Everyone loves my little dog, Hattie, and she loves everyone. Well, everyone except the squirrels. To rid our yard of squirrels is her mission, and she takes her mission very, very seriously. Dogs need a job. My sister’s Corgi, Penny, has the job of herding chickens. My neighbor’s dog, Leo, has the job of guarding. Hattie’s job is to make me happy…and to keep the squirrels at bay.
Squirrel patrol works like this: The squirrels gather at the bird feeder and below. One squirrel shakes the seed down. The others call all their friends over for breakfast, lunch, or dinner. Hattie watches. When she spots the crowd, she takes off. Heaven help her if she should ever actually catch a squirrel, although once, she came very close. It surprised both of us.

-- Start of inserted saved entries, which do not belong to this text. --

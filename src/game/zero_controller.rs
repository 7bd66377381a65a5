//! Zero controller for testing and automation
//!
//! Always presses Enter: plays nothing, attacks with nothing, blocks
//! nothing and passes every priority window. Two zero controllers stall
//! once their hands fill up, so drivers need a step cap.

use crate::core::PlayerId;
use crate::game::controller::{GameStateView, PlayerController};
use crate::game::{Action, ControllerState};

pub struct ZeroController {
    player_id: PlayerId,
}

impl ZeroController {
    pub fn new(player_id: PlayerId) -> Self {
        ZeroController { player_id }
    }
}

impl PlayerController for ZeroController {
    fn player_id(&self) -> PlayerId {
        self.player_id
    }

    fn name(&self) -> &str {
        "zero"
    }

    fn choose_action(&mut self, _view: &GameStateView) -> Action {
        Action::Enter
    }

    fn snapshot_state(&self) -> Option<ControllerState> {
        Some(ControllerState::Zero {
            player_id: self.player_id,
        })
    }
}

My little dog, Hattie, is a rescue dog. She rescued me from aloneness, which is very different from loneliness. She came to the “Hokey Pokey Clinic, where-I-turned-myself-around” six years ago, and she saved me. The theory is that dogs look like their owners. If that is true, I am so fortunate to look like Hattie…happy. She has done her job well. Actually, she does both of them well.
I live in the tiniest house on my block of four homes. Next door to me, on the north side, is the biggest house, with a family of nine kids, and a double lot for a yard. I love the view of the next door open yard. It is very often full of children playing some type of ball. When it is too dark to see them, I can still hear the kids’ play-talk and laughter when my windows are open.
This family has a huge play structure in the lower end of their grassy field. The kids are growing, and usually, only the youngest little boys play on the structure, which is complete with swings, slide, a climbing platform, and monkey bars.
One morning quite recently, I was out early walking my little Hattie-dog. She is very alert, and notices every movement around. Usually, she wants to chase birds or bunnies, but most often her target is a squirrel. As we approached the yard next door, Hattie began straining, in her very well-trained way, at the leash, and I looked to the right.
Playing Follow-the-Leader, across the top of the monkey bars on the play structure, were two squirrels. Hattie and I stopped and watched. It was a living cartoon. The squirrels leaped from bar to bar, balanced on the side rails, and ran across the platform. I would not have been surprised if they had gone down the slide and leaped onto the swings for a little back-and-forth, but they didn’t.
It’s delightful to find wonder in the mundane. Not much is really mundane for me, though, because each second of my life is a joy and a gift. It is also a learning experience. Now I know why Jungle Gym is such a perfect name for a play structure.
Among my autumn decorations were two orange pumpkins and a green pumpkin-looking squash. One of the pumpkins, I parked in a front flower bed, and the other two, I parked on a bench in my front yard. It was a very artful and festive arrangement. The squirrels thought so, too.
I began to see teeth marks in the surface of one of the pumpkins. Then deeper scrapes. Then a hole. Autumn wore on. Halloween passed. Thanksgiving came and went. I began to gather up the pots of dead mums, split wood bushel baskets, and other bits of fall décor in order to make room for Snowy the Polar Bear, a red sled, and my Christmas outdoor greenery and lights. Still, I left the green squash and the one orange pumpkin on the front bench.
One day in very, very early December, I looked out my front window to see a squirrel’s derriere complete with bushy tail, poking up from an enormous hole in the pumpkin! I laughed out loud and took a picture. Well, why not? Squirrels gotta eat, too.
My sister had given me a concrete pillar, which I put in the back for birdseed. Of course, the squirrels would clean it off before any birds could get to it. I moved all remaining squash to the top of the pillar, and gave the squirrels full permission to chow down. As if they needed my okay.
All that remains now, are a couple of hunks of pumpkin, some stray seeds, and a lone stem. Glad I could be of some assistance. It may be a long, cold winter.